**Given data:**
——

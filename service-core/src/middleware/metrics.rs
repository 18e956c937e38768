use axum::{
    extract::{MatchedPath, Request},
    middleware::Next,
    response::Response,
};
use metrics::{counter, histogram};
use std::time::Instant;

/// Record request count and latency per route template.
///
/// The matched route (`/students/:id`) is used rather than the raw path so
/// record ids do not explode label cardinality.
pub async fn metrics_middleware(req: Request, next: Next) -> Response {
    let start = Instant::now();
    let method = req.method().to_string();
    let path = req
        .extensions()
        .get::<MatchedPath>()
        .map(|p| p.as_str().to_string())
        .unwrap_or_else(|| "unmatched".to_string());

    let response = next.run(req).await;

    let duration = start.elapsed();
    let status = response.status().as_u16().to_string();

    let labels = [("method", method), ("path", path), ("status", status)];

    counter!("http_requests_total", &labels).increment(1);
    histogram!("http_request_duration_seconds", &labels).record(duration.as_secs_f64());

    response
}
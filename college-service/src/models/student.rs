use serde::{Deserialize, Serialize};
use validator::Validate;

use super::{nullable, Changeset, Record};

#[derive(Debug, Clone, Serialize, Deserialize, PartialEq, Eq)]
pub struct Student {
    #[serde(rename = "_id")]
    pub id: String,
    pub name: String,
    pub department: String,
    #[serde(default, skip_serializing_if = "Option::is_none")]
    pub email: Option<String>,
}

#[derive(Debug, Clone, Deserialize, Validate)]
pub struct NewStudent {
    #[validate(length(min = 1, message = "name is required"))]
    pub name: String,
    #[validate(length(min = 1, message = "department is required"))]
    pub department: String,
    #[validate(email(message = "Invalid email format"))]
    pub email: Option<String>,
}

#[derive(Debug, Clone, Default, Deserialize, Validate)]
pub struct StudentChanges {
    #[validate(length(min = 1, message = "name must not be empty"))]
    pub name: Option<String>,
    #[validate(length(min = 1, message = "department must not be empty"))]
    pub department: Option<String>,
    /// `null` removes the stored address.
    #[serde(default, deserialize_with = "nullable")]
    #[validate(email(message = "Invalid email format"))]
    pub email: Option<Option<String>>,
}

impl Changeset for StudentChanges {
    fn is_empty(&self) -> bool {
        self.name.is_none() && self.department.is_none() && self.email.is_none()
    }
}

#[derive(Debug, Clone, Serialize, Deserialize, PartialEq, Eq)]
pub struct StudentResponse {
    pub id: String,
    pub name: String,
    pub department: String,
    #[serde(skip_serializing_if = "Option::is_none")]
    pub email: Option<String>,
}

impl From<Student> for StudentResponse {
    fn from(student: Student) -> Self {
        Self {
            id: student.id,
            name: student.name,
            department: student.department,
            email: student.email,
        }
    }
}

impl Record for Student {
    const KIND: &'static str = "Student";
    const COLLECTION: &'static str = "students";

    type Create = NewStudent;
    type Update = StudentChanges;
    type Response = StudentResponse;

    fn id(&self) -> &str {
        &self.id
    }

    fn from_create(id: String, fields: NewStudent) -> Self {
        Self {
            id,
            name: fields.name,
            department: fields.department,
            email: fields.email,
        }
    }

    fn apply(&mut self, changes: StudentChanges) {
        if let Some(name) = changes.name {
            self.name = name;
        }
        if let Some(department) = changes.department {
            self.department = department;
        }
        if let Some(email) = changes.email {
            self.email = email;
        }
    }
}

#[cfg(test)]
mod tests {
    use super::*;

    #[test]
    fn stored_form_uses_underscore_id() {
        let student = Student {
            id: "s-1".to_string(),
            name: "Alice".to_string(),
            department: "CS".to_string(),
            email: None,
        };
        let value = serde_json::to_value(&student).unwrap();
        assert_eq!(value["_id"], "s-1");
        assert!(value.get("email").is_none());

        let response = serde_json::to_value(StudentResponse::from(student)).unwrap();
        assert_eq!(
            response,
            serde_json::json!({ "id": "s-1", "name": "Alice", "department": "CS" })
        );
    }

    #[test]
    fn apply_changes_only_supplied_fields() {
        let mut student = Student::from_create(
            "s-1".to_string(),
            NewStudent {
                name: "Alice".to_string(),
                department: "CS".to_string(),
                email: None,
            },
        );
        student.apply(StudentChanges {
            department: Some("Mathematics".to_string()),
            ..Default::default()
        });
        assert_eq!(student.name, "Alice");
        assert_eq!(student.department, "Mathematics");
    }

    #[test]
    fn empty_required_fields_fail_validation() {
        let fields = NewStudent {
            name: String::new(),
            department: "CS".to_string(),
            email: Some("not-an-email".to_string()),
        };
        let errors = fields.validate().unwrap_err();
        let failed = errors.field_errors();
        assert!(failed.contains_key("name"));
        assert!(failed.contains_key("email"));
    }

    #[test]
    fn null_email_clears_it_and_absent_email_keeps_it() {
        let mut student = Student {
            id: "s-1".to_string(),
            name: "Alice".to_string(),
            department: "CS".to_string(),
            email: Some("alice@college.edu".to_string()),
        };

        let rename: StudentChanges = serde_json::from_str(r#"{"name":"Alicia"}"#).unwrap();
        assert!(rename.email.is_none());
        student.apply(rename);
        assert_eq!(student.email.as_deref(), Some("alice@college.edu"));

        let clear: StudentChanges = serde_json::from_str(r#"{"email":null}"#).unwrap();
        assert!(!clear.is_empty());
        assert!(clear.validate().is_ok());
        student.apply(clear);
        assert_eq!(student.email, None);
        assert_eq!(student.name, "Alicia");
    }

    #[test]
    fn malformed_replacement_email_fails_validation() {
        let changes: StudentChanges = serde_json::from_str(r#"{"email":"nope"}"#).unwrap();
        assert!(changes.validate().unwrap_err().field_errors().contains_key("email"));
    }
}
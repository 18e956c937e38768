//! Outbound HTTP calls that carry the caller's trace.
//!
//! Every request gets a W3C `traceparent` (and `tracestate`, when present)
//! for the current span, plus an `x-request-id` so the service logs can be
//! joined with the caller's.

use opentelemetry::trace::TraceContextExt;
use reqwest::header::{HeaderMap, HeaderValue};
use tracing::Span;
use tracing_opentelemetry::OpenTelemetrySpanExt;
use uuid::Uuid;

use crate::middleware::tracing::REQUEST_ID_HEADER;

pub const TRACEPARENT_HEADER: &str = "traceparent";
pub const TRACESTATE_HEADER: &str = "tracestate";

/// `traceparent` for the current span, or `None` outside an OpenTelemetry trace.
pub fn current_traceparent() -> Option<String> {
    let context = Span::current().context();
    let span = context.span();
    let span_context = span.span_context();

    span_context.is_valid().then(|| {
        format!(
            "00-{}-{}-{:02x}",
            span_context.trace_id(),
            span_context.span_id(),
            span_context.trace_flags().to_u8()
        )
    })
}

/// Headers attached to every outbound call.
pub fn outbound_headers(request_id: &str) -> HeaderMap {
    let mut headers = HeaderMap::new();

    if let Ok(value) = HeaderValue::from_str(request_id) {
        headers.insert(REQUEST_ID_HEADER, value);
    }

    if let Some(traceparent) = current_traceparent()
        && let Ok(value) = HeaderValue::from_str(&traceparent)
    {
        headers.insert(TRACEPARENT_HEADER, value);

        let context = Span::current().context();
        let tracestate = context.span().span_context().trace_state().header();
        if !tracestate.is_empty()
            && let Ok(value) = HeaderValue::from_str(&tracestate)
        {
            headers.insert(TRACESTATE_HEADER, value);
        }
    }

    headers
}

/// A `reqwest` request that adds [`outbound_headers`] when sent.
pub struct TracedRequest {
    request: reqwest::RequestBuilder,
    request_id: String,
}

impl TracedRequest {
    pub fn new(request: reqwest::RequestBuilder) -> Self {
        Self {
            request,
            request_id: Uuid::new_v4().to_string(),
        }
    }

    pub fn form<T: serde::Serialize + ?Sized>(mut self, body: &T) -> Self {
        self.request = self.request.form(body);
        self
    }

    pub fn bearer_auth<T: std::fmt::Display>(mut self, token: T) -> Self {
        self.request = self.request.bearer_auth(token);
        self
    }

    pub async fn send(self) -> Result<reqwest::Response, reqwest::Error> {
        tracing::debug!(request_id = %self.request_id, "Sending outbound request");
        self.request
            .headers(outbound_headers(&self.request_id))
            .send()
            .await
    }
}

pub trait TracedClientExt {
    fn traced_get(&self, url: &str) -> TracedRequest;
    fn traced_post(&self, url: &str) -> TracedRequest;
}

impl TracedClientExt for reqwest::Client {
    fn traced_get(&self, url: &str) -> TracedRequest {
        TracedRequest::new(self.get(url))
    }

    fn traced_post(&self, url: &str) -> TracedRequest {
        TracedRequest::new(self.post(url))
    }
}

#[cfg(test)]
mod tests {
    use super::*;

    #[test]
    fn no_trace_headers_outside_a_trace() {
        assert!(current_traceparent().is_none());

        let headers = outbound_headers("req-1");
        assert!(!headers.contains_key(TRACEPARENT_HEADER));
        assert!(!headers.contains_key(TRACESTATE_HEADER));
    }

    #[test]
    fn request_id_is_always_sent() {
        let headers = outbound_headers("req-42");
        assert_eq!(headers[REQUEST_ID_HEADER], "req-42");
    }
}
pub mod auth;
pub mod records;

pub use auth::{LoginRequest, TokenResponse};
pub use records::ListParams;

——

**Work order:** When the line with "use tracing::Span;" is reached in the data above, begin copying, and stop after the line with "pub struct TracedRequest"; copy each line exactly, both ends included.

**Exercise output:**
use tracing::Span;
use tracing_opentelemetry::OpenTelemetrySpanExt;
use uuid::Uuid;

use crate::middleware::tracing::REQUEST_ID_HEADER;

pub const TRACEPARENT_HEADER: &str = "traceparent";
pub const TRACESTATE_HEADER: &str = "tracestate";

/// `traceparent` for the current span, or `None` outside an OpenTelemetry trace.
pub fn current_traceparent() -> Option<String> {
    let context = Span::current().context();
    let span = context.span();
    let span_context = span.span_context();

    span_context.is_valid().then(|| {
        format!(
            "00-{}-{}-{:02x}",
            span_context.trace_id(),
            span_context.span_id(),
            span_context.trace_flags().to_u8()
        )
    })
}

/// Headers attached to every outbound call.
pub fn outbound_headers(request_id: &str) -> HeaderMap {
    let mut headers = HeaderMap::new();

    if let Ok(value) = HeaderValue::from_str(request_id) {
        headers.insert(REQUEST_ID_HEADER, value);
    }

    if let Some(traceparent) = current_traceparent()
        && let Ok(value) = HeaderValue::from_str(&traceparent)
    {
        headers.insert(TRACEPARENT_HEADER, value);

        let context = Span::current().context();
        let tracestate = context.span().span_context().trace_state().header();
        if !tracestate.is_empty()
            && let Ok(value) = HeaderValue::from_str(&tracestate)
        {
            headers.insert(TRACESTATE_HEADER, value);
        }
    }

    headers
}

/// A `reqwest` request that adds [`outbound_headers`] when sent.
pub struct TracedRequest {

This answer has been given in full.